I once lived in an old house with a porch that had been enclosed with a new steel-clad door. I just happened to have a pair of ornate Victorian cast brass door knobs in my spare-stuff box. I figured installing these beauties on the new exterior door would make the door look a little more like it matched the house. I went to work attaching the old knobs to a new lockset. This meant I had to machine a new custom axle, adapting the doorknobs to the new lockset. I bought a pair of brass rosettes and with some machining and soldering, adapted them to the new lockset. I put together the precise thickness of washers needed to make the knobs fit to the door and rosettes. I polished the knobs. After perhaps 20 hours of work, I had the smoothest operating, most precise-fitting knobs I've ever turned. Then we moved.
I now approach small projects with a bit more caution, because they always tend to snowball out of all proportion to their overall importance to the house. After all, I really could have lived with the standard exterior doorknob on that new door, especially looking at it with 20/20 hindsight from the vantage point of another house.
This was in my mind as I planned what to do about a front door bell. Our house had been through several door bell changes. There was a hole through the door casing from exterior to interior that lined up with a brass bellcrank (a device for linking an input pushrod with and output pushrod ninety degrees apart) mortised into the interior door casing. This mechanism was left over from the original door bell, which would have been some type of mechanically actuated bell with a pull-lever from the outside connecting through the bellcrank to the inside bell.
Later, someone put in a twist-type bell mounted on the door itself. That was later removed, and an electrical bell put in over the hole where the pull-lever came through of the original bell pull. Finally, someone took out the electrical bell and mounted a cheap door knocker onto the screen door.
Once I figured out what the bellcrank was for, I wanted to put in a mechanical bell system similar to the original. I planned just how it would work. Before proceeding, I gave it a bit of thought, though. Would I again be using too much of my limited house-project time on something which wasn't critical to the house?
Plunging ahead, I bought a commercially available bell kit from a reputable restoration hardware supplier. The kit consisted of a bell on a coiled spring mounted to an axle, with a pull-arm to ring the bell and a second smaller coil spring to oppose the pulling action and return the bell to its center position. The kit included a length of braided cord to connect the actuator arm on the bell to an exterior bell knob. There were three pulleys for routing the cord and various small hardware items for mounting. A second kit included the exterior bell knob, rod, and decorative mounting plate. All items except the springs were made from solid brass, heavily cast.

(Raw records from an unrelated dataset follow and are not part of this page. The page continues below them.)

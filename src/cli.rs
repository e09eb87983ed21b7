//! CLI argument parsing.
use clap::Parser;
use log::*;
use secrecy::SecretString;
use std::env;

use crate::{ReleaseError, Result, config::ReleaseConfig};

/// Environment variable consulted when no token flag is given.
pub const GITHUB_TOKEN_ENV: &str = "GITHUB_TOKEN";

/// Close the release milestone, publish the release and open the next
/// milestone on GitHub.
#[derive(Parser, Debug)]
#[command(version, about, long_about = None)]
pub struct Args {
    #[arg(short, long, default_value_t = false)]
    /// Stop before each step and ask to continue. Enables debug logging.
    pub debug: bool,

    #[arg(
        short = 'g',
        long = "github-repo-id",
        value_name = "ORG/REPO",
        default_value = ""
    )]
    /// GitHub repository to release against.
    pub github_repo: String,

    #[arg(short = 'y', long, default_value_t = false)]
    /// Change nothing on GitHub; log what would be done instead.
    pub dry_run: bool,

    #[arg(short = 'v', long, value_name = "VERSION", default_value = "")]
    /// Version to release. Also the tag name and milestone title.
    pub release_version: String,

    #[arg(short = 't', long, value_name = "TOKEN", default_value = "")]
    /// GitHub personal access token. Falls back to GITHUB_TOKEN env var.
    pub github_token: String,
}

impl Args {
    /// Validate arguments and build the run configuration.
    pub fn release_config(&self) -> Result<ReleaseConfig> {
        if self.debug {
            info!("[ARGS] --debug: user interaction required for each step");
        }
        if self.dry_run {
            info!("[ARGS] --dry-run: no changes will be made on GitHub");
        }

        if self.github_repo.is_empty() {
            return Err(ReleaseError::invalid_config(
                "GitHub repository not specified (--github-repo-id)",
            ));
        }

        ReleaseConfig::builder()
            .github_repo(self.github_repo.clone())
            .github_token(self.token()?)
            .release_version(self.release_version.clone())
            .dry_run(self.dry_run)
            .debug(self.debug)
            .build()
    }

    fn token(&self) -> Result<SecretString> {
        let mut token = self.github_token.clone();

        if token.is_empty()
            && let Ok(env_var_token) = env::var(GITHUB_TOKEN_ENV)
        {
            debug!("using token from {GITHUB_TOKEN_ENV}");
            token = env_var_token;
        }

        if token.is_empty() {
            return Err(ReleaseError::InvalidArgs(format!(
                "must set github token (--github-token or {GITHUB_TOKEN_ENV})"
            )));
        }

        Ok(SecretString::from(token))
    }
}
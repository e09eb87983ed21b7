//! Implements the Forge trait for Github
use async_trait::async_trait;
use log::*;
use octocrab::{Octocrab, service::middleware::retry::RetryConfig};
use reqwest::StatusCode;
use serde::{Deserialize, Serialize};

use crate::{
    ReleaseError, Result,
    forge::{
        config::{DEFAULT_PAGE_SIZE, RemoteConfig},
        request::{
            CreateMilestoneRequest, CreateReleaseRequest, Issue, Milestone,
            Owner, OwnerKind, Release, UpdateMilestoneRequest,
        },
        traits::Forge,
    },
};

#[derive(Debug, Deserialize)]
struct AuthenticatedUser {
    pub login: String,
}

#[derive(Debug, Deserialize)]
struct RepositoryInfo {
    pub full_name: String,
}

#[derive(Debug, Deserialize)]
struct Account {
    pub login: String,
}

#[derive(Debug, Deserialize)]
struct GithubRelease {
    pub id: u64,
    pub tag_name: String,
    pub name: Option<String>,
    pub body: Option<String>,
    pub html_url: String,
    pub draft: bool,
    pub prerelease: bool,
}

#[derive(Debug, Serialize)]
struct MilestonesQuery {
    pub state: &'static str,
    pub per_page: u8,
    pub page: u32,
}

fn is_not_found(err: &octocrab::Error) -> bool {
    matches!(
        err,
        octocrab::Error::GitHub { source, .. }
            if source.status_code == StatusCode::NOT_FOUND
    )
}

/// GitHub forge implementation using Octocrab for REST calls against
/// milestones, issues and releases.
pub struct Github {
    config: RemoteConfig,
    base_uri: String,
    instance: Octocrab,
}

impl Github {
    /// Create GitHub client with personal access token authentication.
    /// Fails when the token is rejected or the repository cannot be found.
    pub async fn new(config: RemoteConfig) -> Result<Self> {
        let base_uri = config.api_base_url();
        let builder = Octocrab::builder()
            .personal_token(config.token.clone())
            .add_retry_config(RetryConfig::None)
            .base_uri(base_uri.clone())?;
        let instance = builder.build()?;

        let github = Self {
            config,
            base_uri,
            instance,
        };

        github.authenticate().await?;
        github.verify_repository().await?;

        Ok(github)
    }

    async fn authenticate(&self) -> Result<()> {
        let endpoint = format!("{}/user", self.base_uri);

        let user: AuthenticatedUser = self
            .instance
            .get(endpoint, None::<&()>)
            .await
            .map_err(|err| {
                error!("authentication error, please try again");
                ReleaseError::AuthenticationError(err.to_string())
            })?;

        info!("authenticated as {}", user.login);

        Ok(())
    }

    async fn verify_repository(&self) -> Result<()> {
        let endpoint =
            format!("{}/repos/{}", self.base_uri, self.config.path());

        let result: std::result::Result<RepositoryInfo, octocrab::Error> =
            self.instance.get(endpoint, None::<&()>).await;

        match result {
            Ok(repo) => {
                debug!("found repository: {}", repo.full_name);
                Ok(())
            }
            Err(err) if is_not_found(&err) => Err(ReleaseError::forge(
                format!("repository not found: {}", self.config.path()),
            )),
            Err(err) => Err(err.into()),
        }
    }

    async fn get_account(
        &self,
        kind: &str,
        name: &str,
    ) -> std::result::Result<Account, octocrab::Error> {
        let endpoint = format!("{}/{kind}/{name}", self.base_uri);
        self.instance.get(endpoint, None::<&()>).await
    }
}

#[async_trait]
impl Forge for Github {
    async fn resolve_owner(&self, name: &str) -> Result<Owner> {
        match self.get_account("orgs", name).await {
            Ok(org) => {
                debug!("organization found: {}", org.login);
                return Ok(Owner {
                    login: org.login,
                    kind: OwnerKind::Organization,
                });
            }
            Err(err) if is_not_found(&err) => {
                debug!(
                    "organization not found: trying to interpret {name} as user"
                );
            }
            Err(err) => return Err(err.into()),
        }

        let user = self.get_account("users", name).await.map_err(|err| {
            if is_not_found(&err) {
                ReleaseError::forge(format!(
                    "no organization or user found for name: {name}"
                ))
            } else {
                err.into()
            }
        })?;

        debug!("user found: {}", user.login);

        Ok(Owner {
            login: user.login,
            kind: OwnerKind::User,
        })
    }

    async fn list_milestones(&self) -> Result<Vec<Milestone>> {
        let endpoint =
            format!("{}/repos/{}/milestones", self.base_uri, self.config.path());

        let mut milestones: Vec<Milestone> = vec![];
        let mut page = 1;

        loop {
            let query = MilestonesQuery {
                state: "all",
                per_page: DEFAULT_PAGE_SIZE,
                page,
            };

            let batch: Vec<Milestone> = self
                .instance
                .get(&endpoint, Some(&query))
                .await
                .map_err(|err| {
                    error!("could not retrieve milestones");
                    ReleaseError::from(err)
                })?;

            let count = batch.len();
            milestones.extend(batch);

            if count < DEFAULT_PAGE_SIZE as usize {
                break;
            }

            page += 1;
        }

        Ok(milestones)
    }

    async fn get_issue(&self, number: u64) -> Result<Option<Issue>> {
        let endpoint = format!(
            "{}/repos/{}/issues/{number}",
            self.base_uri,
            self.config.path()
        );

        let result: std::result::Result<Issue, octocrab::Error> =
            self.instance.get(endpoint, None::<&()>).await;

        match result {
            Ok(issue) => Ok(Some(issue)),
            Err(err) if is_not_found(&err) => {
                info!("no issue found for number: {number}");
                Ok(None)
            }
            Err(err) => Err(err.into()),
        }
    }

    async fn create_milestone(
        &self,
        req: CreateMilestoneRequest,
    ) -> Result<Milestone> {
        let endpoint =
            format!("{}/repos/{}/milestones", self.base_uri, self.config.path());

        let milestone: Milestone =
            self.instance.post(endpoint, Some(&req)).await?;

        Ok(milestone)
    }

    async fn update_milestone(
        &self,
        req: UpdateMilestoneRequest,
    ) -> Result<Milestone> {
        let endpoint = format!(
            "{}/repos/{}/milestones/{}",
            self.base_uri,
            self.config.path(),
            req.number
        );

        let body = serde_json::json!({
          "title": req.title,
          "state": req.state,
          "description": req.description,
        });

        let milestone: Milestone =
            self.instance.patch(endpoint, Some(&body)).await?;

        Ok(milestone)
    }

    async fn create_release(
        &self,
        req: CreateReleaseRequest,
    ) -> Result<Release> {
        let endpoint =
            format!("{}/repos/{}/releases", self.base_uri, self.config.path());

        let release: GithubRelease = self
            .instance
            .post(endpoint, Some(&req))
            .await
            .map_err(|err| {
                error!("could not create release");
                ReleaseError::from(err)
            })?;

        Ok(Release {
            id: release.id,
            title: release.name.unwrap_or_else(|| release.tag_name.clone()),
            tag: release.tag_name,
            body: release.body.unwrap_or_default(),
            html_url: release.html_url,
            draft: release.draft,
            prerelease: release.prerelease,
        })
    }
}
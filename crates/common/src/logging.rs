//! Logging and tracing initialization.
//!
//! Logs go to stderr: stdin may carry the tracker feed and stdout is
//! reserved for command output such as `facepoint config`.

use crate::config::LoggingConfig;

/// Initialize the tracing subscriber with the given configuration.
///
/// `RUST_LOG` takes precedence over `config.level` when set.
pub fn init_logging(config: &LoggingConfig) {
    use tracing_subscriber::{fmt, EnvFilter};

    let env_filter =
        EnvFilter::try_from_default_env().unwrap_or_else(|_| EnvFilter::new(&config.level));

    if config.json {
        let subscriber = fmt::Subscriber::builder()
            .with_env_filter(env_filter)
            .with_writer(std::io::stderr)
            .json()
            .finish();
        tracing::subscriber::set_global_default(subscriber).ok();
    } else {
        let subscriber = fmt::Subscriber::builder()
            .with_env_filter(env_filter)
            .with_writer(std::io::stderr)
            .with_target(config.targets)
            .with_thread_ids(false)
            .with_file(false)
            .with_line_number(false)
            .finish();
        tracing::subscriber::set_global_default(subscriber).ok();
    }
}

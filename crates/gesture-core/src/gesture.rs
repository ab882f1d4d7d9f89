//! Blink and mouth gesture state machine.
//!
//! Rules are evaluated per face frame in a fixed priority order:
//!
//! 1. **Bilateral closure.** Both eyes closed starts (or continues) the
//!    shutdown hold. While it is running no clicks are recognized; once
//!    the hold reaches its duration the session is shut down. Any frame
//!    where an eye is open resets the hold to zero.
//! 2. **Blink click.** With at least one eye open and the debounce
//!    window elapsed, a closed left eye clicks left, otherwise a closed
//!    right eye clicks right.
//! 3. **Mouth scroll.** An open mouth scrolls on every frame, alongside
//!    whatever the eyes did. It is skipped only on the shutdown frame.
//!
//! The machine is never told about frames without a face, so those
//! frames leave every timer frozen.

use serde::{Deserialize, Serialize};

use facepoint_common::config::GestureConfig;
use facepoint_face_model::{Action, MouseButton};

use crate::aspect_ratio::FaceRatios;

/// Cross-frame gesture timers. Times are seconds on the session clock.
#[derive(Debug, Clone, Copy, PartialEq, Default, Serialize, Deserialize)]
pub struct GestureTimerState {
    /// Start of the current bilateral closure, if one is in progress.
    pub eyes_closed_since: Option<f64>,

    /// Time of the last emitted click of either button. `None` until the
    /// first click, so the first blink of a session is never debounced.
    pub last_click_time: Option<f64>,

    /// Set once shutdown has fired. Terminal.
    pub terminated: bool,
}

/// What the eyes did this frame.
#[derive(Debug, Clone, Copy, PartialEq, Default)]
pub enum EyeGesture {
    /// Nothing actionable (eyes open, or click debounced).
    #[default]
    Idle,

    /// A single-eye blink was recognized.
    Click(MouseButton),

    /// Both eyes are closed and the shutdown hold is running.
    Countdown { remaining_secs: f64 },

    /// The shutdown hold completed.
    Shutdown,
}

/// Result of one gesture step.
#[derive(Debug, Clone, Copy, PartialEq, Default)]
pub struct GestureOutcome {
    pub eyes: EyeGesture,

    /// Scroll delta, when the mouth is open.
    pub scroll: Option<i32>,
}

impl GestureOutcome {
    /// Actions in emission order: click or shutdown first, then scroll.
    pub fn actions(&self) -> Vec<Action> {
        let mut actions = Vec::with_capacity(2);
        match self.eyes {
            EyeGesture::Click(button) => actions.push(Action::Click { button }),
            EyeGesture::Shutdown => actions.push(Action::Shutdown),
            EyeGesture::Idle | EyeGesture::Countdown { .. } => {}
        }
        if let Some(delta) = self.scroll {
            actions.push(Action::Scroll { delta });
        }
        actions
    }

    pub fn countdown(&self) -> Option<f64> {
        match self.eyes {
            EyeGesture::Countdown { remaining_secs } => Some(remaining_secs),
            _ => None,
        }
    }
}

/// Threshold and timing rules. State is passed in by the caller.
#[derive(Debug, Clone)]
pub struct GestureMachine {
    eye_closed_threshold: f64,
    mouth_open_threshold: f64,
    click_debounce_secs: f64,
    shutdown_hold_secs: f64,
    scroll_delta: i32,
}

impl GestureMachine {
    pub fn new(config: &GestureConfig) -> Self {
        Self {
            eye_closed_threshold: config.eye_closed_threshold,
            mouth_open_threshold: config.mouth_open_threshold,
            click_debounce_secs: config.click_debounce_secs,
            shutdown_hold_secs: config.shutdown_hold_secs,
            scroll_delta: config.scroll_delta,
        }
    }

    /// Evaluate one face frame at time `t`.
    pub fn step(
        &self,
        timers: &mut GestureTimerState,
        ratios: &FaceRatios,
        t: f64,
    ) -> GestureOutcome {
        if timers.terminated {
            return GestureOutcome::default();
        }

        let left_closed = ratios.left_eye.is_below(self.eye_closed_threshold);
        let right_closed = ratios.right_eye.is_below(self.eye_closed_threshold);

        let eyes = if left_closed && right_closed {
            self.hold_shutdown(timers, t)
        } else {
            if timers.eyes_closed_since.take().is_some() {
                tracing::debug!(t, "Shutdown hold released");
            }
            self.check_click(timers, left_closed, right_closed, t)
        };

        if eyes == EyeGesture::Shutdown {
            return GestureOutcome { eyes, scroll: None };
        }

        let scroll = ratios
            .mouth
            .is_above(self.mouth_open_threshold)
            .then_some(self.scroll_delta);

        GestureOutcome { eyes, scroll }
    }

    fn hold_shutdown(&self, timers: &mut GestureTimerState, t: f64) -> EyeGesture {
        let since = *timers.eyes_closed_since.get_or_insert_with(|| {
            tracing::debug!(t, "Shutdown hold started");
            t
        });
        let elapsed = t - since;

        if elapsed >= self.shutdown_hold_secs {
            tracing::info!(elapsed, "Shutdown hold completed");
            timers.terminated = true;
            EyeGesture::Shutdown
        } else {
            EyeGesture::Countdown {
                remaining_secs: self.shutdown_hold_secs - elapsed,
            }
        }
    }

    fn check_click(
        &self,
        timers: &mut GestureTimerState,
        left_closed: bool,
        right_closed: bool,
        t: f64,
    ) -> EyeGesture {
        if let Some(last) = timers.last_click_time {
            if t - last <= self.click_debounce_secs {
                return EyeGesture::Idle;
            }
        }

        let button = if left_closed {
            MouseButton::Left
        } else if right_closed {
            MouseButton::Right
        } else {
            return EyeGesture::Idle;
        };

        timers.last_click_time = Some(t);
        EyeGesture::Click(button)
    }
}
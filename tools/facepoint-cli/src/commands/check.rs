//! Check system capabilities.

#[cfg(target_os = "linux")]
pub fn run() -> anyhow::Result<()> {
    use facepoint_platform_linux::{detect_display_server, DisplayServer};

    println!("Facepoint System Check");
    println!("{}", "=".repeat(50));

    // Display server
    match detect_display_server() {
        DisplayServer::Wayland => println!("[OK] Display server: Wayland"),
        DisplayServer::X11 => println!("[OK] Display server: X11"),
        DisplayServer::Unknown => println!("[WARN] Display server: Unknown"),
    }

    // Monitors
    let monitors = facepoint_platform_linux::detect_monitors()?;
    println!("[OK] Monitors detected: {}", monitors.len());
    for m in &monitors {
        let refresh = m
            .refresh_rate_hz
            .map_or_else(|| "?".to_string(), |hz| hz.to_string());
        println!(
            "     {} {}x{}+{}+{} @ {}Hz {}",
            m.name,
            m.width,
            m.height,
            m.x,
            m.y,
            refresh,
            if m.primary { "(primary)" } else { "" }
        );
    }

    // Permissions
    let capabilities = facepoint_platform_linux::permissions::check_capabilities();
    println!();
    facepoint_platform_linux::permissions::print_capability_report(&capabilities);

    let all_required_ok = capabilities
        .iter()
        .filter(|c| c.required)
        .all(|c| c.available);

    println!();
    if all_required_ok {
        println!("All required capabilities are available. Facepoint is ready.");
    } else {
        println!("Some required capabilities are missing. See above for fixes.");
        println!("`facepoint run --dry-run` still works without them.");
    }

    Ok(())
}

#[cfg(not(target_os = "linux"))]
pub fn run() -> anyhow::Result<()> {
    println!("Facepoint System Check");
    println!("{}", "=".repeat(50));
    println!("[WARN] No pointer backend for this platform; only --dry-run sessions are supported.");
    Ok(())
}
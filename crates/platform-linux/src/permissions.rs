//! Permission detection and guidance for Linux.
//!
//! Facepoint injects pointer events through a uinput virtual device and
//! needs a graphical session for the cursor to land somewhere visible.

use std::ffi::CString;
use std::path::Path;

/// Kernel device used to create the virtual pointer.
pub const UINPUT_DEVICE: &str = "/dev/uinput";

/// A system capability that Facepoint may need.
#[derive(Debug, Clone)]
pub struct Capability {
    pub name: String,
    pub description: String,
    pub available: bool,
    pub required: bool,
    pub fix_instructions: Option<String>,
}

/// Check all capabilities and report status.
pub fn check_capabilities() -> Vec<Capability> {
    vec![
        check_graphical_session(),
        check_uinput_access(),
        check_webcam_access(),
    ]
}

/// Whether the current process can open `/dev/uinput` for writing.
pub fn uinput_writable() -> bool {
    can_access(UINPUT_DEVICE, libc::W_OK)
}

fn can_access(path: &str, mode: libc::c_int) -> bool {
    let Ok(c_path) = CString::new(path) else {
        return false;
    };
    unsafe { libc::access(c_path.as_ptr(), mode) == 0 }
}

/// Check for a display server to move the cursor on.
fn check_graphical_session() -> Capability {
    let available = std::env::var("WAYLAND_DISPLAY").is_ok() || std::env::var("DISPLAY").is_ok();

    Capability {
        name: "Graphical Session".to_string(),
        description: "Wayland or X11 session receiving pointer input".to_string(),
        available,
        required: true,
        fix_instructions: if !available {
            Some(
                "Run from a graphical desktop session (GNOME, KDE, etc.)".to_string(),
            )
        } else {
            None
        },
    }
}

/// Check if the user can create virtual input devices.
fn check_uinput_access() -> Capability {
    let exists = Path::new(UINPUT_DEVICE).exists();
    let writable = exists && uinput_writable();

    Capability {
        name: "Virtual Pointer (uinput)".to_string(),
        description: "Write access to /dev/uinput for cursor, click, and scroll injection"
            .to_string(),
        available: writable,
        required: true,
        fix_instructions: if !exists {
            Some("Load the uinput module: sudo modprobe uinput".to_string())
        } else if !writable {
            Some(
                "Grant access: sudo usermod -aG input $USER and add a udev rule \
                 KERNEL==\"uinput\", GROUP=\"input\", MODE=\"0660\" (logout required)"
                    .to_string(),
            )
        } else {
            None
        },
    }
}

/// Check if a webcam device is available for the landmark tracker.
fn check_webcam_access() -> Capability {
    let has_webcam = (0..16)
        .map(|idx| format!("/dev/video{idx}"))
        .any(|path| Path::new(&path).exists());

    Capability {
        name: "Webcam Device".to_string(),
        description: "Video4Linux camera feeding the external landmark tracker".to_string(),
        available: has_webcam,
        required: false,
        fix_instructions: if has_webcam {
            None
        } else {
            Some(
                "Connect a webcam and verify /dev/video* exists (v4l2-ctl --list-devices)"
                    .to_string(),
            )
        },
    }
}

/// Print a user-friendly capability report.
pub fn print_capability_report(capabilities: &[Capability]) {
    println!("Facepoint System Capabilities:");
    println!("{}", "-".repeat(60));

    for cap in capabilities {
        let status = if cap.available {
            "[OK]"
        } else if cap.required {
            "[MISSING - REQUIRED]"
        } else {
            "[MISSING - OPTIONAL]"
        };

        println!("  {} {}: {}", status, cap.name, cap.description);

        if let Some(ref fix) = cap.fix_instructions {
            println!("    Fix: {fix}");
        }
    }
}
//! Facepoint Linux Platform Integration
//!
//! Platform-specific implementations for Linux:
//! - **Display Detection:** Display server and monitor enumeration
//! - **Permissions:** Capability detection and user guidance

pub mod display;
pub mod permissions;

pub use display::*;
//! Error types shared across Facepoint crates.

use std::path::PathBuf;

/// Top-level error type for Facepoint operations.
#[derive(Debug, thiserror::Error)]
pub enum FacepointError {
    #[error("Frame source error: {message}")]
    FrameSource { message: String },

    #[error("Pointer backend error: {message}")]
    Pointer { message: String },

    #[error("Configuration error: {message}")]
    Config { message: String },

    #[error("Platform error: {message}")]
    Platform { message: String },

    #[error("Fail-safe triggered: cursor reached the top-left corner ({x}, {y})")]
    FailSafe { x: i32, y: i32 },

    #[error("File not found: {path}")]
    FileNotFound { path: PathBuf },

    #[error(transparent)]
    Io(#[from] std::io::Error),

    #[error(transparent)]
    Json(#[from] serde_json::Error),

    #[error(transparent)]
    Other(#[from] anyhow::Error),
}

/// Result type alias using FacepointError.
pub type FacepointResult<T> = Result<T, FacepointError>;

impl FacepointError {
    pub fn frame_source(msg: impl Into<String>) -> Self {
        Self::FrameSource {
            message: msg.into(),
        }
    }

    pub fn pointer(msg: impl Into<String>) -> Self {
        Self::Pointer {
            message: msg.into(),
        }
    }

    pub fn config(msg: impl Into<String>) -> Self {
        Self::Config {
            message: msg.into(),
        }
    }

    pub fn platform(msg: impl Into<String>) -> Self {
        Self::Platform {
            message: msg.into(),
        }
    }
}
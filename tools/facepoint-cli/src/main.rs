//! Facepoint CLI: hands-free pointer control from face landmarks.
//!
//! Usage:
//!   facepoint run [OPTIONS]    Drive the pointer from a landmark feed
//!   facepoint check            Check system capabilities
//!   facepoint config           Show the effective configuration

use std::path::PathBuf;

use clap::{Parser, Subcommand};

use facepoint_common::config::AppConfig;

mod commands;

#[derive(Parser)]
#[command(
    name = "facepoint",
    about = "Control the mouse pointer with your face: nose to move, blinks to click",
    version,
    author
)]
struct Cli {
    /// Enable verbose logging
    #[arg(short, long, global = true)]
    verbose: bool,

    /// Configuration file (defaults to the XDG config location)
    #[arg(short, long, global = true)]
    config: Option<PathBuf>,

    #[command(subcommand)]
    command: Commands,
}

#[derive(Subcommand)]
enum Commands {
    /// Run a gesture session
    Run {
        /// Landmark feed (JSONL); `-` or omitted reads stdin
        #[arg(short, long)]
        input: Option<PathBuf>,

        /// Do not move the real pointer; record calls in memory only
        #[arg(long)]
        dry_run: bool,

        /// Append every dispatched action to this JSONL file
        #[arg(long)]
        record_actions: Option<PathBuf>,

        /// Cursor smoothing factor in (0, 1)
        #[arg(long)]
        smooth_factor: Option<f64>,

        /// Mirror landmarks horizontally (unmirrored camera image)
        #[arg(long)]
        mirror: bool,

        /// Screen size as WIDTHxHEIGHT (detected when omitted)
        #[arg(long, value_parser = commands::run::parse_screen)]
        screen: Option<(u32, u32)>,
    },

    /// Check system capabilities
    Check,

    /// Print the effective configuration as JSON
    Config,
}

fn load_config(path: Option<&PathBuf>) -> anyhow::Result<AppConfig> {
    match path {
        Some(path) => AppConfig::load_from(path)
            .map_err(|e| anyhow::anyhow!("Failed to load config {}: {e}", path.display())),
        None => Ok(AppConfig::load()),
    }
}

#[tokio::main]
async fn main() -> anyhow::Result<()> {
    let cli = Cli::parse();

    let config = load_config(cli.config.as_ref())?;

    // Initialize logging
    let mut logging = config.logging.clone();
    if cli.verbose {
        logging.level = "debug".to_string();
    }
    facepoint_common::logging::init_logging(&logging);

    match cli.command {
        Commands::Run {
            input,
            dry_run,
            record_actions,
            smooth_factor,
            mirror,
            screen,
        } => {
            let options = commands::run::RunOptions {
                input,
                dry_run,
                record_actions,
                smooth_factor,
                mirror,
                screen,
            };
            commands::run::run(config, options).await
        }
        Commands::Check => commands::check::run(),
        Commands::Config => commands::config::run(&config, cli.config.as_deref()),
    }
}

The first thing I did with the bell kit was to slightly rebend both coil springs. The main coil was slightly out of round and visually unattractive, which was easily fixed. The smaller opposing coil wasn't exerting enough force, which also was no trouble to change. I also needed to reverse the smaller coil to work correctly for the direction of operation that I'd be using. By unscrewing the decorative axle end, the coils could be removed and reversed. I then mounted the bell over the center of the door casing. The supplied screws were long enough to extend through the plaster and into the lath, giving a secure mounting.
Somewhat following the instructions with the bell, I next installed the pulley. The mounting bracket for the pulley was a simple piece of sheet brass bent to a right angle, with squared corners. The sharp corners looked a little too plain to me, so I used a bench grinder to round them, followed by fine sandpaper and steel wool. I attached a temporary piece of string to the bell's arm, ran it through the pulley and attached a small weight to its end. I located the pulley on the wall so that the horizontal run of string from the bell-arm to the pulley was level, and so that the vertical run of string from the pulley down to the bellcrank was plumb. Again the mounting screws penetrated to the lath.
Next I had to mount the push-button plate to the outside door casing. This required lots of time spent in preparation. The original hole through the door casing leading to the bellcrank was less than two inches from the edge of the flat part of the door casing. The push-button plate, however, was about five inches in diameter. If I mounted it as it was, the plate would have hang over the edge of the casing by about an inch, so I cut down the diameter of the plate. I used a scrollsaw to make the cut, which took about a half hour, since the plate was made out of cast brass an eighth of an inch thick. I then smoothed and rounded the new edge on a bench grinder, sanded it with increasingly finer grits of wet-dry sandpaper, and finished it with my favorite abrasive, 0000 steel wool. When I was done, the new edge looked like it was made at the factory, if I do say so myself.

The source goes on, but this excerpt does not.